BEGIN PROVIDED RECORDS

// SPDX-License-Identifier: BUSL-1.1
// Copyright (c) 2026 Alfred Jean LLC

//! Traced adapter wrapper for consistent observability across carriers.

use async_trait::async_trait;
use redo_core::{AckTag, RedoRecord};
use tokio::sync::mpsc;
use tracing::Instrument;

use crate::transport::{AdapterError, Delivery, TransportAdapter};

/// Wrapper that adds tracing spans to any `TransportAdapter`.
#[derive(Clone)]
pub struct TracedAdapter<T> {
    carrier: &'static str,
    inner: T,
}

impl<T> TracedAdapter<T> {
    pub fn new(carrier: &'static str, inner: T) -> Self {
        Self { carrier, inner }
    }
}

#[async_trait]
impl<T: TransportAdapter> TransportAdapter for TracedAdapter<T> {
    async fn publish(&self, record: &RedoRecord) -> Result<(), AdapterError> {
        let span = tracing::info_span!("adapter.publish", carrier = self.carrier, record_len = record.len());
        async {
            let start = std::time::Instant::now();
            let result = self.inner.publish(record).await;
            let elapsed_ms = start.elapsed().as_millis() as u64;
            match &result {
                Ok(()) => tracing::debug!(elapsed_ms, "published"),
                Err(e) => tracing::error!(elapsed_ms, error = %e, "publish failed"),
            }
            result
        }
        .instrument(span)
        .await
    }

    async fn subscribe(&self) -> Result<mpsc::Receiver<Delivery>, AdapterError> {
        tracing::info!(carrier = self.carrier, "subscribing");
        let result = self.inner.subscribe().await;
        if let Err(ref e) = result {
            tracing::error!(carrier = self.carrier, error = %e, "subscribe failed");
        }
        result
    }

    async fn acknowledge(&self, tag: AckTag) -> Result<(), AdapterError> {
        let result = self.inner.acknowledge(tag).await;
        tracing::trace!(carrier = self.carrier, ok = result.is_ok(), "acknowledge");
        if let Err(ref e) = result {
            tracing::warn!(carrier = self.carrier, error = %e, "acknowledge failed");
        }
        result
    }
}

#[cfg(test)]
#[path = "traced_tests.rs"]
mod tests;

END PROVIDED RECORDS

**PROBLEM TO SOLVE**
Each line holding "TransportAdapter" should be copied from the material above.

**OUTPUT BELOW**
use crate::transport::{AdapterError, Delivery, TransportAdapter};
/// Wrapper that adds tracing spans to any `TransportAdapter`.
impl<T: TransportAdapter> TransportAdapter for TracedAdapter<T> {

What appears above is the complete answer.